Task statement:
Would you please retype, exactly, the lines of the listing below between the line with "run-relative artifact path." and the line with "or whitespace-only names.", inclusive?

Data extracts:
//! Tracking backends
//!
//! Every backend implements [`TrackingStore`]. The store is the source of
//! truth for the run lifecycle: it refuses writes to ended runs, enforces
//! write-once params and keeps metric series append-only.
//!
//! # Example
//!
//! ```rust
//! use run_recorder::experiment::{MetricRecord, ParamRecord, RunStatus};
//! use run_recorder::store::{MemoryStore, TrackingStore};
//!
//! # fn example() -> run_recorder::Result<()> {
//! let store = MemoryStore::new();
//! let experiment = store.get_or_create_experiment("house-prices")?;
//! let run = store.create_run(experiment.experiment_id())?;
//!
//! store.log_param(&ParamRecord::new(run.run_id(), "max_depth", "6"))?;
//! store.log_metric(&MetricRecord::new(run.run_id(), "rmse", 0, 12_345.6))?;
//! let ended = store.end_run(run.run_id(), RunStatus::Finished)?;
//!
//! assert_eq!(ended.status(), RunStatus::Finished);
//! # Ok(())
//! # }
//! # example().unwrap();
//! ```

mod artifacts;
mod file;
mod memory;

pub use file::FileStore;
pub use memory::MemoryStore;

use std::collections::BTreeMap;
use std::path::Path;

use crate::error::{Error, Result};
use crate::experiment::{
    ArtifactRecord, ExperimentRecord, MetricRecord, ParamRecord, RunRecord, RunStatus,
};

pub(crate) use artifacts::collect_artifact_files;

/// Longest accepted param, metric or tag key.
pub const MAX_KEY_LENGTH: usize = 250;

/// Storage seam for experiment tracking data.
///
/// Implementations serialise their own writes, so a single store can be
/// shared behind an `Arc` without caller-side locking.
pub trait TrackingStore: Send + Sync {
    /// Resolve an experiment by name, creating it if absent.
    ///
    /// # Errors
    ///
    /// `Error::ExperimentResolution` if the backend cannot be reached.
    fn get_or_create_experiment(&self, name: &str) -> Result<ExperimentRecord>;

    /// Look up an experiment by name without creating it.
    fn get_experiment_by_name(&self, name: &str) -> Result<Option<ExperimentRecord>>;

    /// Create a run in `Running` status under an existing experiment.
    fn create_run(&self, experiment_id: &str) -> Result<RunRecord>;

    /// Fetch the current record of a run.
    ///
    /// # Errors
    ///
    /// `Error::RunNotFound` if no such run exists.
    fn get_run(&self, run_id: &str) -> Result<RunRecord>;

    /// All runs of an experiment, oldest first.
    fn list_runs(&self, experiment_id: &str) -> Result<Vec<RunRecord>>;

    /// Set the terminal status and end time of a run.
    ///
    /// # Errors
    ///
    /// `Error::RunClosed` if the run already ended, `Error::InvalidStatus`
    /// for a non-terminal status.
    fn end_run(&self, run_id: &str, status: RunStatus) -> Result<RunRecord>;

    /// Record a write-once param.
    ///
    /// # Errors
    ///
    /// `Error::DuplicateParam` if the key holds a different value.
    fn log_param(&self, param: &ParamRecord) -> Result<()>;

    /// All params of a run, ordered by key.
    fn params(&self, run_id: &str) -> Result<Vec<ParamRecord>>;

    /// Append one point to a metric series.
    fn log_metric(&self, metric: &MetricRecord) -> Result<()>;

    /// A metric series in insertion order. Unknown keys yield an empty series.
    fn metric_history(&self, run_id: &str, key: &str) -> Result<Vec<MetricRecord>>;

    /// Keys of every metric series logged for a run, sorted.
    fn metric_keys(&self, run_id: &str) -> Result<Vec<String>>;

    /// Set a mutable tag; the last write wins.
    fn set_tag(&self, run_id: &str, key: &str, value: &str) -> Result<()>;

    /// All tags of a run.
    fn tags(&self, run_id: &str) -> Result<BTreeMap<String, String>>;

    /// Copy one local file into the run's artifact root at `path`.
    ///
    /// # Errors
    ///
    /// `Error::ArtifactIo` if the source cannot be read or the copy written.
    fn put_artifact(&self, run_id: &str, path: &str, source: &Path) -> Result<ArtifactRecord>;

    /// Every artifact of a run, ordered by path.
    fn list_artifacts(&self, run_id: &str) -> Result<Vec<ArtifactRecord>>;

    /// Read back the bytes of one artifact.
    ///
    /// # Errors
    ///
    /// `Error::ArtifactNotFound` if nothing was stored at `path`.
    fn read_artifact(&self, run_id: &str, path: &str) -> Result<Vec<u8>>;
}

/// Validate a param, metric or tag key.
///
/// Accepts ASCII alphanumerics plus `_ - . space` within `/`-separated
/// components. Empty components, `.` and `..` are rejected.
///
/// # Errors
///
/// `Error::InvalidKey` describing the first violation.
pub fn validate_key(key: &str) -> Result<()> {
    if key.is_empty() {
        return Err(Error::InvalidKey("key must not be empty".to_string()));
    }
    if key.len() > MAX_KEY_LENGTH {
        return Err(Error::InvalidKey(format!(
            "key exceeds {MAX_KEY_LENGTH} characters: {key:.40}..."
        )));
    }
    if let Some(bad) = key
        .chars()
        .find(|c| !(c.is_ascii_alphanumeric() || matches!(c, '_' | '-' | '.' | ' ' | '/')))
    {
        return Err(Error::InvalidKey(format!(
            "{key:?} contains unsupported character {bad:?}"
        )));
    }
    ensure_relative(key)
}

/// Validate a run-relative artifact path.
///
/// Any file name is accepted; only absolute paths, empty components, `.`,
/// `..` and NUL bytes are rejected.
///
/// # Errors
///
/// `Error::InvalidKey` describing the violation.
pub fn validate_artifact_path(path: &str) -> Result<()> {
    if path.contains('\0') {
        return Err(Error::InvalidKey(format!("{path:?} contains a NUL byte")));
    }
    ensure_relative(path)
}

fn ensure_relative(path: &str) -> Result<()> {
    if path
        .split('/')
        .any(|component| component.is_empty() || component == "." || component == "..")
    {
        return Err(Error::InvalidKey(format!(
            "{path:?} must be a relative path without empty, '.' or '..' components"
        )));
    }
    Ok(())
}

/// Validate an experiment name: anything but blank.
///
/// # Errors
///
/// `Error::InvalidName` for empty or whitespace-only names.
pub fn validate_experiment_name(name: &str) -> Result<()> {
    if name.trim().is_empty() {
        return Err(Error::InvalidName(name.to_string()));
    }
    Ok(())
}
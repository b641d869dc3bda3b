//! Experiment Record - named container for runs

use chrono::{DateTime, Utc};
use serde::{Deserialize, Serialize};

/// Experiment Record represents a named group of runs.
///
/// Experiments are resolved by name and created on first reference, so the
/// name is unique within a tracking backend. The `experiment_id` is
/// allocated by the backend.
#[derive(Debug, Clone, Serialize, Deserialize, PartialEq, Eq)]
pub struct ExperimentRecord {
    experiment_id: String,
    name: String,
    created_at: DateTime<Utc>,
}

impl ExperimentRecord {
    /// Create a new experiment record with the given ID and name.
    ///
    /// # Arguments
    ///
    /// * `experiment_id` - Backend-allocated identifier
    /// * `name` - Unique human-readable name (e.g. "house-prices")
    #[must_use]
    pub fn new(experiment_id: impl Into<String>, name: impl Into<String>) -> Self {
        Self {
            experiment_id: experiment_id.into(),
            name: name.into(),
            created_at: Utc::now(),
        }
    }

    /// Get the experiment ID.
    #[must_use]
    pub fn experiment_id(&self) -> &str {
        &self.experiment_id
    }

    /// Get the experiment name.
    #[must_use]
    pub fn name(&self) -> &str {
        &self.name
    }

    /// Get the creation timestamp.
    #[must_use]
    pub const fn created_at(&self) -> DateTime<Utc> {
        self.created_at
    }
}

Output for this task:
/// Validate a run-relative artifact path.
///
/// Any file name is accepted; only absolute paths, empty components, `.`,
/// `..` and NUL bytes are rejected.
///
/// # Errors
///
/// `Error::InvalidKey` describing the violation.
pub fn validate_artifact_path(path: &str) -> Result<()> {
    if path.contains('\0') {
        return Err(Error::InvalidKey(format!("{path:?} contains a NUL byte")));
    }
    ensure_relative(path)
}

fn ensure_relative(path: &str) -> Result<()> {
    if path
        .split('/')
        .any(|component| component.is_empty() || component == "." || component == "..")
    {
        return Err(Error::InvalidKey(format!(
            "{path:?} must be a relative path without empty, '.' or '..' components"
        )));
    }
    Ok(())
}

/// Validate an experiment name: anything but blank.
///
/// # Errors
///
/// `Error::InvalidName` for empty or whitespace-only names.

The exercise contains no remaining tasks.